* **What is being asked**
Every line of the listing that holds the word "presentation" should be returned.

* **Input material**
Start of Block

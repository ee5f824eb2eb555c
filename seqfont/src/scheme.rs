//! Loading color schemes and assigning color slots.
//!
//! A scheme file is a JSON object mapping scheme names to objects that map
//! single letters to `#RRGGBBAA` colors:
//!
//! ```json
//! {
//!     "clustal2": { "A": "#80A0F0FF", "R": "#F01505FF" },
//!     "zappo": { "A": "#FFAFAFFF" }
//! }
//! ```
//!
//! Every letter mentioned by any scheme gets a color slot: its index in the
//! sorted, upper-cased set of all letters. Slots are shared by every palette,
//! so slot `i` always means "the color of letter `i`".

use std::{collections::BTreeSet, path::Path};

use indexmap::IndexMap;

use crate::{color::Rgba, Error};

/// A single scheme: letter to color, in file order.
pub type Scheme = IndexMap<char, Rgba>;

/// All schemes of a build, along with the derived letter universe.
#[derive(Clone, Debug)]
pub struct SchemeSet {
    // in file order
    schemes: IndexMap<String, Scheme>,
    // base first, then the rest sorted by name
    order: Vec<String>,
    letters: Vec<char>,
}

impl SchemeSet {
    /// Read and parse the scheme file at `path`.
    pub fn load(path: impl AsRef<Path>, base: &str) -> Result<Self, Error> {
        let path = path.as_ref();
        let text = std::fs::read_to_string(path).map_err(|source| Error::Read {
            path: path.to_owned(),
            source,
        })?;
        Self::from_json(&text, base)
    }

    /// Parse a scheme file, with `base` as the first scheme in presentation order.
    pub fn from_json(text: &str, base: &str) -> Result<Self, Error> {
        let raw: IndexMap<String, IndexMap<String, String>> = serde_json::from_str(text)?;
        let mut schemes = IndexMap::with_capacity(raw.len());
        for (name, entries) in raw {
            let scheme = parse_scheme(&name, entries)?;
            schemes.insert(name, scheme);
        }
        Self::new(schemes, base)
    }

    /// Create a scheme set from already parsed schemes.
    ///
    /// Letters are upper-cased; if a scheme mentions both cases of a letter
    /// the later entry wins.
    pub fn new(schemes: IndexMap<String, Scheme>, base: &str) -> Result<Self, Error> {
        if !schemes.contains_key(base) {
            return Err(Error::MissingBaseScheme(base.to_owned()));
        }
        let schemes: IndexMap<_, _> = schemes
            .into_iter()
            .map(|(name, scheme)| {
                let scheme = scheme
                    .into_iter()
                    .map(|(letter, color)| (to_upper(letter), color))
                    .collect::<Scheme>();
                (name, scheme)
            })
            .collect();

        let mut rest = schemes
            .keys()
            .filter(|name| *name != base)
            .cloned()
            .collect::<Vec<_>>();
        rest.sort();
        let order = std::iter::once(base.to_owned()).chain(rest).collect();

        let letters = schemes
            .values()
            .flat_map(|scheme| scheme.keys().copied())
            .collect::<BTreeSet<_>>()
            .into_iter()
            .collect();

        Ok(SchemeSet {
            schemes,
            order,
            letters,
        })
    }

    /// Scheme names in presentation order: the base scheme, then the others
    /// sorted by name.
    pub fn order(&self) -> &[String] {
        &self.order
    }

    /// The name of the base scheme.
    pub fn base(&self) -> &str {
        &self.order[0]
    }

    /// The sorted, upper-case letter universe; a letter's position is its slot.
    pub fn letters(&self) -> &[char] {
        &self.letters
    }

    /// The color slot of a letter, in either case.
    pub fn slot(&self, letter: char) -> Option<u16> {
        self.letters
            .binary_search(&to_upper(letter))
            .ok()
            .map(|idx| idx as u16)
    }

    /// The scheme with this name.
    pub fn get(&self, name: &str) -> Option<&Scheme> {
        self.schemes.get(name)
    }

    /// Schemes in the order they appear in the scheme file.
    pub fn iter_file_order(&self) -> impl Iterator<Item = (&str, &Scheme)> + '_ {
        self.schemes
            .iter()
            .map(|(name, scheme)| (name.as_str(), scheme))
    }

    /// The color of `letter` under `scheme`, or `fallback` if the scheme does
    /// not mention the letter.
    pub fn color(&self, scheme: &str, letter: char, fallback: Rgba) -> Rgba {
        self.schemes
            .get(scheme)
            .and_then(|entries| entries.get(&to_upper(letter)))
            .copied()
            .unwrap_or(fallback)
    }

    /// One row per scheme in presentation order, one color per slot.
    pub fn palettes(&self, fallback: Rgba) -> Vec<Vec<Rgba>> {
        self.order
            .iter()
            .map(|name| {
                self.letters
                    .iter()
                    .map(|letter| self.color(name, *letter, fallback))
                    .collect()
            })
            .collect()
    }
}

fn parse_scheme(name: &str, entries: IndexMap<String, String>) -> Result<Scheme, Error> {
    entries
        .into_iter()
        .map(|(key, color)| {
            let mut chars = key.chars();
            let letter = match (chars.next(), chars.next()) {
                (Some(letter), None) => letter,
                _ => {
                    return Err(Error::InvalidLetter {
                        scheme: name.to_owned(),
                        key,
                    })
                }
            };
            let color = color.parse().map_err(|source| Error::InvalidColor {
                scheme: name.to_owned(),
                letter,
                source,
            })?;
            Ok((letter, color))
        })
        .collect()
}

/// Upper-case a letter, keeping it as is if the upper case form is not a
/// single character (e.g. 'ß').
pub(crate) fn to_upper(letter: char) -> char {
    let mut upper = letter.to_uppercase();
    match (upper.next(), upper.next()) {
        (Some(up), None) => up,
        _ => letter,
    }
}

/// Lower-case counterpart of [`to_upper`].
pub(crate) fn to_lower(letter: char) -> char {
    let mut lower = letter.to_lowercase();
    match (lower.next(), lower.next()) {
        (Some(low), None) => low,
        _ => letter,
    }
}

End of Block
Start of Block

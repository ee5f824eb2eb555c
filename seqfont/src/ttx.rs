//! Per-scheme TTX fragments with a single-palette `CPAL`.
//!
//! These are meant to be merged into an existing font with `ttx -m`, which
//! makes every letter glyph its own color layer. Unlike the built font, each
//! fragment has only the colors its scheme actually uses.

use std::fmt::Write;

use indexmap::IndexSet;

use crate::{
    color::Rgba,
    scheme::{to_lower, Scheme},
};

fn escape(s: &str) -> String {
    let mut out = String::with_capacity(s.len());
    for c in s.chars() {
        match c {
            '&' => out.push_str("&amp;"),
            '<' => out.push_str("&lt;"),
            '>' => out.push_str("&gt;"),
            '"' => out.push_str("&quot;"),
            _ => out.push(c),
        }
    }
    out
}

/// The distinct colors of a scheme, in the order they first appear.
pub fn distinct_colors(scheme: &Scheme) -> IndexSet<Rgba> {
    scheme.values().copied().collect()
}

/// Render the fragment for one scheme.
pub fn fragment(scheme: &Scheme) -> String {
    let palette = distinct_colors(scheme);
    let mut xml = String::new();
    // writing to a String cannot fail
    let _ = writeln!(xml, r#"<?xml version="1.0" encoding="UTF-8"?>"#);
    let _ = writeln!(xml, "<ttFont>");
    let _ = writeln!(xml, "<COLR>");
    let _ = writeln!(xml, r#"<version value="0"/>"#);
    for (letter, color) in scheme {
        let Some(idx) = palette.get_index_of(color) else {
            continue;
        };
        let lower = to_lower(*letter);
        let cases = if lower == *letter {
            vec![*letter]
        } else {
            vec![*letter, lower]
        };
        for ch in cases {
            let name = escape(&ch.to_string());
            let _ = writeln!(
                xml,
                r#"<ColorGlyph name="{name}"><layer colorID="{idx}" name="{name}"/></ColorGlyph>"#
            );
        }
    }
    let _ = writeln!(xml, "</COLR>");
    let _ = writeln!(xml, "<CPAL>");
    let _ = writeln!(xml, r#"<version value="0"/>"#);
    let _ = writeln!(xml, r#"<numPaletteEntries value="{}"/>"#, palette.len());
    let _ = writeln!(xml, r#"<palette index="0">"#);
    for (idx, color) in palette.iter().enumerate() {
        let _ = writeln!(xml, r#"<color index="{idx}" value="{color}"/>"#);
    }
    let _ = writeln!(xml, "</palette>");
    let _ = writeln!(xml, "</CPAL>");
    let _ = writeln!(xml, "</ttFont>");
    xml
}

End of Block
Start of Block

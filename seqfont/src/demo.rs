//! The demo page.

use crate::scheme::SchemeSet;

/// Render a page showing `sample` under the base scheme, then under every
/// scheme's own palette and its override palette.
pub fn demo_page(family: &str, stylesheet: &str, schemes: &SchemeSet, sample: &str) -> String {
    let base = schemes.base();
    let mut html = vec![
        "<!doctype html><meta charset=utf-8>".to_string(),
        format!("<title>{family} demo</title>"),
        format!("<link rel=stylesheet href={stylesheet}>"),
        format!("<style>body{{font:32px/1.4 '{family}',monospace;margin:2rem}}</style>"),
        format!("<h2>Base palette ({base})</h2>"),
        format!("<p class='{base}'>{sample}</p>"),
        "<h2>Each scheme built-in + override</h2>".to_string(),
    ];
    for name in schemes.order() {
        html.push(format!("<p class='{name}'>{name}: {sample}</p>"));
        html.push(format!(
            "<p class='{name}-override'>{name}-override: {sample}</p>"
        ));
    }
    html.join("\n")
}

End of Block

* **Solution**
    /// Parse a scheme file, with `base` as the first scheme in presentation order.
    /// Scheme names in presentation order: the base scheme, then the others
    /// One row per scheme in presentation order, one color per slot.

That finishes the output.